Cocoa Coalition members including Fairtrade, Mondelēz, Unilever, Rainforest Alliance and others have signed a position paper supporting objectives of proposed EU regulation on ‘Prohibiting Products Made With Forced Labour on the Union Market’.
The regulation looks to prohibit all products made with forced labour as, according to EU estimates, a total 27.6 million people are in forced labour worldwide. in the cocoa sector, according to findings gathered from a collaboration between Tulane University, Tony’s Chocolonely and the Chocolonely Foundation, there is an estimated 1.5 million children working in the cocoa industry in Côte d’Ivoire and Ghana. Worryingly, findings showed that less than one percent of working children are forced to work by someone other than a parent, with an estimated number of 16,000 forced child labourers in Côte d’Ivoire and Ghana.
“This proposal will make a real difference in tackling modern-day slavery, which affects millions of people around the globe. Our aim is to eliminate all products made with forced labour from the EU market, irrespective of where they have been made,” explained Valdis Dombrovskis, Executive Vice President and Commissioner for Trade.
If the regulation is passed, authorities will start investigations on products where there are founded suspicions they have been made with forced labour. If forced labour is found, authorities will order the withdrawal of these products on the market.
“In today’s geopolitics, we need both secure and sustainable supply chains. We cannot maintain a model of consumption of goods produced unsustainably,” said Thierry Breton, Commissioner for Internal Market. “Being industrial and technological leaders presupposes being more assertive in defending our values and in setting our rules and standards.”
In the signed letter from the Cocoa Coalition, the signatories said that they believed the regulation would be capable of transforming the cocoa and chocolate sector into one that respects human rights and environmental sustainability.

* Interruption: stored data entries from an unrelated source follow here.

//! Explicit routes between microservices of one application.

use serde::{Deserialize, Serialize};
use serde_json::json;
use uuid::Uuid;

use crate::db::{Microservice, MicroservicePatch, NewRoute, Route, RoutePatch, StoreTx};
use crate::error::{ControlError, ControlResult};

use super::change_tracking::ChangeEvent;
use super::{
    find_application, is_system_microservice, visible_microservice, ApplicationRef, Caller,
    Deferred, Services,
};

/// A route to create.
///
/// Endpoints are given either by uuid, or by application name plus the
/// names of the source (`from`) and destination (`to`) microservices.
#[derive(Debug, Clone, Default, Serialize, Deserialize)]
#[serde(rename_all = "camelCase")]
pub struct RouteRequest {
    pub name: String,
    pub application: Option<String>,
    pub from: Option<String>,
    pub to: Option<String>,
    pub source_microservice_uuid: Option<Uuid>,
    pub dest_microservice_uuid: Option<Uuid>,
}

impl RouteRequest {
    pub fn by_name(name: &str, application: &str, from: &str, to: &str) -> Self {
        Self {
            name: name.to_string(),
            application: Some(application.to_string()),
            from: Some(from.to_string()),
            to: Some(to.to_string()),
            ..Default::default()
        }
    }

    pub fn by_uuid(name: &str, source: Uuid, dest: Uuid) -> Self {
        Self {
            name: name.to_string(),
            source_microservice_uuid: Some(source),
            dest_microservice_uuid: Some(dest),
            ..Default::default()
        }
    }
}

/// Changes to an existing route. Endpoints are microservice names within the
/// route's application.
#[derive(Debug, Clone, Default, Serialize, Deserialize)]
#[serde(rename_all = "camelCase")]
pub struct RouteUpdate {
    pub name: Option<String>,
    pub from: Option<String>,
    pub to: Option<String>,
}

/// Creates, updates and deletes routes, keeping endpoint agents informed.
#[derive(Clone)]
pub struct RoutingService {
    ctx: Services,
}

impl RoutingService {
    pub fn new(ctx: Services) -> Self {
        Self { ctx }
    }

    pub async fn create(&self, request: RouteRequest, caller: Caller) -> ControlResult<Route> {
        let result = async {
            let mut tx = self.ctx.store().begin().await?;
            let mut deferred = Deferred::default();
            let route = self
                .create_in(&mut *tx, &request, caller, &mut deferred)
                .await?;
            tx.commit().await?;
            self.ctx.finish(deferred).await;
            Ok(route)
        }
        .await;
        self.ctx.observe("create_route", &result);
        result
    }

    pub(crate) async fn create_in(
        &self,
        tx: &mut dyn StoreTx,
        request: &RouteRequest,
        caller: Caller,
        deferred: &mut Deferred,
    ) -> ControlResult<Route> {
        if request.name.trim().is_empty() {
            return Err(ControlError::validation("route name is required"));
        }
        let (source, dest) = match (
            request.source_microservice_uuid,
            request.dest_microservice_uuid,
        ) {
            (Some(source), Some(dest)) => (
                visible_microservice(tx, source, caller).await?,
                visible_microservice(tx, dest, caller).await?,
            ),
            _ => {
                let (Some(application), Some(from), Some(to)) =
                    (&request.application, &request.from, &request.to)
                else {
                    return Err(ControlError::validation(
                        "route requires source and destination uuids or application, from and to",
                    ));
                };
                let app = find_application(tx, &ApplicationRef::Name(application.clone()), caller)
                    .await?;
                (
                    microservice_by_name(tx, app.id, from, caller).await?,
                    microservice_by_name(tx, app.id, to, caller).await?,
                )
            }
        };
        check_endpoints(&source, &dest)?;

        if tx
            .find_route_between(source.uuid, dest.uuid)
            .await?
            .is_some()
        {
            return Err(ControlError::duplicate(format!(
                "route from {} to {} already exists",
                source.name, dest.name
            )));
        }
        if tx
            .find_route_by_name(source.application_id, &request.name)
            .await?
            .is_some()
        {
            return Err(ControlError::duplicate(format!(
                "route {} already exists",
                request.name
            )));
        }

        let route = tx
            .insert_route(&NewRoute {
                name: request.name.clone(),
                application_id: source.application_id,
                source_microservice_uuid: source.uuid,
                dest_microservice_uuid: dest.uuid,
            })
            .await?;

        let tracker = self.ctx.tracker();
        for endpoint in [&source, &dest] {
            mark_rebuild(tx, endpoint.uuid).await?;
            tracker
                .update(tx, endpoint.iofog_uuid, ChangeEvent::MicroserviceFull)
                .await?;
        }
        deferred.audit(
            "created",
            "route",
            route.id,
            json!({"name": route.name, "source": source.uuid, "dest": dest.uuid}),
        );
        Ok(route)
    }

    pub async fn update(
        &self,
        application: &str,
        name: &str,
        update: RouteUpdate,
        caller: Caller,
    ) -> ControlResult<Route> {
        let result = async {
            let mut tx = self.ctx.store().begin().await?;
            let mut deferred = Deferred::default();
            let route = self
                .update_in(&mut *tx, application, name, &update, caller, &mut deferred)
                .await?;
            tx.commit().await?;
            self.ctx.finish(deferred).await;
            Ok(route)
        }
        .await;
        self.ctx.observe("update_route", &result);
        result
    }

    pub(crate) async fn update_in(
        &self,
        tx: &mut dyn StoreTx,
        application: &str,
        name: &str,
        update: &RouteUpdate,
        caller: Caller,
        deferred: &mut Deferred,
    ) -> ControlResult<Route> {
        let app = find_application(tx, &application.into(), caller).await?;
        let route = route_by_name(tx, app.id, name).await?;

        let old_source = visible_microservice(tx, route.source_microservice_uuid, caller).await?;
        let old_dest = visible_microservice(tx, route.dest_microservice_uuid, caller).await?;
        let source = match &update.from {
            Some(from) => microservice_by_name(tx, app.id, from, caller).await?,
            None => old_source.clone(),
        };
        let dest = match &update.to {
            Some(to) => microservice_by_name(tx, app.id, to, caller).await?,
            None => old_dest.clone(),
        };
        let source_changed = source.uuid != old_source.uuid;
        let dest_changed = dest.uuid != old_dest.uuid;

        if source_changed || dest_changed {
            check_endpoints(&source, &dest)?;
            if tx
                .find_route_between(source.uuid, dest.uuid)
                .await?
                .is_some_and(|r| r.id != route.id)
            {
                return Err(ControlError::duplicate(format!(
                    "route from {} to {} already exists",
                    source.name, dest.name
                )));
            }
        }
        if let Some(new_name) = &update.name {
            if new_name.trim().is_empty() {
                return Err(ControlError::validation("route name is required"));
            }
            if tx
                .find_route_by_name(app.id, new_name)
                .await?
                .is_some_and(|r| r.id != route.id)
            {
                return Err(ControlError::duplicate(format!(
                    "route {new_name} already exists"
                )));
            }
        }

        let patch = RoutePatch {
            name: update.name.clone(),
            source_microservice_uuid: source_changed.then_some(source.uuid),
            dest_microservice_uuid: dest_changed.then_some(dest.uuid),
        };
        let updated = tx
            .update_route(route.id, &patch)
            .await?
            .ok_or_else(|| ControlError::not_found(format!("route {name} not found")))?;

        let tracker = self.ctx.tracker();
        let changed_pairs = [
            (source_changed, &old_source, &source),
            (dest_changed, &old_dest, &dest),
        ];
        for (changed, old, new) in changed_pairs {
            if !changed {
                continue;
            }
            mark_rebuild(tx, new.uuid).await?;
            tracker
                .update(tx, old.iofog_uuid, ChangeEvent::MicroserviceFull)
                .await?;
            tracker
                .update(tx, new.iofog_uuid, ChangeEvent::MicroserviceFull)
                .await?;
        }
        deferred.audit("updated", "route", updated.id, json!({"name": updated.name}));
        Ok(updated)
    }

    pub async fn delete(&self, application: &str, name: &str, caller: Caller) -> ControlResult<()> {
        let result = async {
            let mut tx = self.ctx.store().begin().await?;
            let mut deferred = Deferred::default();
            self.delete_in(&mut *tx, application, name, caller, &mut deferred)
                .await?;
            tx.commit().await?;
            self.ctx.finish(deferred).await;
            Ok(())
        }
        .await;
        self.ctx.observe("delete_route", &result);
        result
    }

    pub(crate) async fn delete_in(
        &self,
        tx: &mut dyn StoreTx,
        application: &str,
        name: &str,
        caller: Caller,
        deferred: &mut Deferred,
    ) -> ControlResult<()> {
        let app = find_application(tx, &application.into(), caller).await?;
        let route = route_by_name(tx, app.id, name).await?;
        self.remove(tx, &route).await?;
        deferred.audit("deleted", "route", route.id, json!({"name": route.name}));
        Ok(())
    }

    /// Delete every route with `microservice` at either end.
    pub(crate) async fn delete_touching(
        &self,
        tx: &mut dyn StoreTx,
        microservice: Uuid,
    ) -> ControlResult<usize> {
        let routes = tx.list_routes_touching(microservice).await?;
        for route in &routes {
            self.remove(tx, route).await?;
        }
        Ok(routes.len())
    }

    async fn remove(&self, tx: &mut dyn StoreTx, route: &Route) -> ControlResult<()> {
        tx.delete_route(route.id).await?;
        let tracker = self.ctx.tracker();
        for endpoint in [route.source_microservice_uuid, route.dest_microservice_uuid] {
            let fog = tx.find_microservice(endpoint).await?.and_then(|m| m.iofog_uuid);
            tracker
                .update(tx, fog, ChangeEvent::MicroserviceRouting)
                .await?;
        }
        Ok(())
    }

    pub async fn get(&self, application: &str, name: &str, caller: Caller) -> ControlResult<Route> {
        let mut tx = self.ctx.store().begin().await?;
        let app = find_application(&mut *tx, &application.into(), caller).await?;
        route_by_name(&mut *tx, app.id, name).await
    }

    pub async fn list(&self, application: Option<&str>, caller: Caller) -> ControlResult<Vec<Route>> {
        let mut tx = self.ctx.store().begin().await?;
        match application {
            Some(application) => {
                let app = find_application(&mut *tx, &application.into(), caller).await?;
                Ok(tx.list_routes(Some(app.id)).await?)
            }
            None => {
                let visible: Vec<i64> = tx
                    .list_applications()
                    .await?
                    .into_iter()
                    .filter(|a| caller.is_privileged() || !a.is_system)
                    .map(|a| a.id)
                    .collect();
                Ok(tx
                    .list_routes(None)
                    .await?
                    .into_iter()
                    .filter(|r| visible.contains(&r.application_id))
                    .collect())
            }
        }
    }
}

async fn microservice_by_name(
    tx: &mut dyn StoreTx,
    application_id: i64,
    name: &str,
    caller: Caller,
) -> ControlResult<Microservice> {
    let not_found = || ControlError::not_found(format!("microservice {name} not found"));
    let microservice = tx
        .find_microservice_by_name(application_id, name)
        .await?
        .ok_or_else(not_found)?;
    if !caller.is_privileged() && is_system_microservice(tx, &microservice).await? {
        return Err(not_found());
    }
    Ok(microservice)
}

async fn route_by_name(tx: &mut dyn StoreTx, application_id: i64, name: &str) -> ControlResult<Route> {
    tx.find_route_by_name(application_id, name)
        .await?
        .ok_or_else(|| ControlError::not_found(format!("route {name} not found")))
}

fn check_endpoints(source: &Microservice, dest: &Microservice) -> ControlResult<()> {
    if source.uuid == dest.uuid {
        return Err(ControlError::validation(format!(
            "microservice {} cannot route to itself",
            source.name
        )));
    }
    if source.application_id != dest.application_id {
        return Err(ControlError::validation(format!(
            "microservices {} and {} belong to different applications",
            source.name, dest.name
        )));
    }
    for endpoint in [source, dest] {
        if endpoint.iofog_uuid.is_none() {
            return Err(ControlError::validation(format!(
                "microservice {} is not placed on an agent",
                endpoint.name
            )));
        }
    }
    Ok(())
}

async fn mark_rebuild(tx: &mut dyn StoreTx, microservice: Uuid) -> ControlResult<()> {
    let patch = MicroservicePatch {
        rebuild: Some(true),
        ..Default::default()
    };
    tx.update_microservice(microservice, &patch).await?;
    Ok(())
}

The signatories endorse areas for improvement included in the EU’s consultation on the proposal, which was developed by the International Cocoa Initiative, one of the members of the Cocoa Coalition, covering definitions, enforcement and guidance, remediation, purchasing practices and state-imposed forced labour.
“We also stress the importance of ensuring that the costs of compliance with the regulation are shared fairly across the supply chain, and do not fall only on cocoa farmers,” they wrote.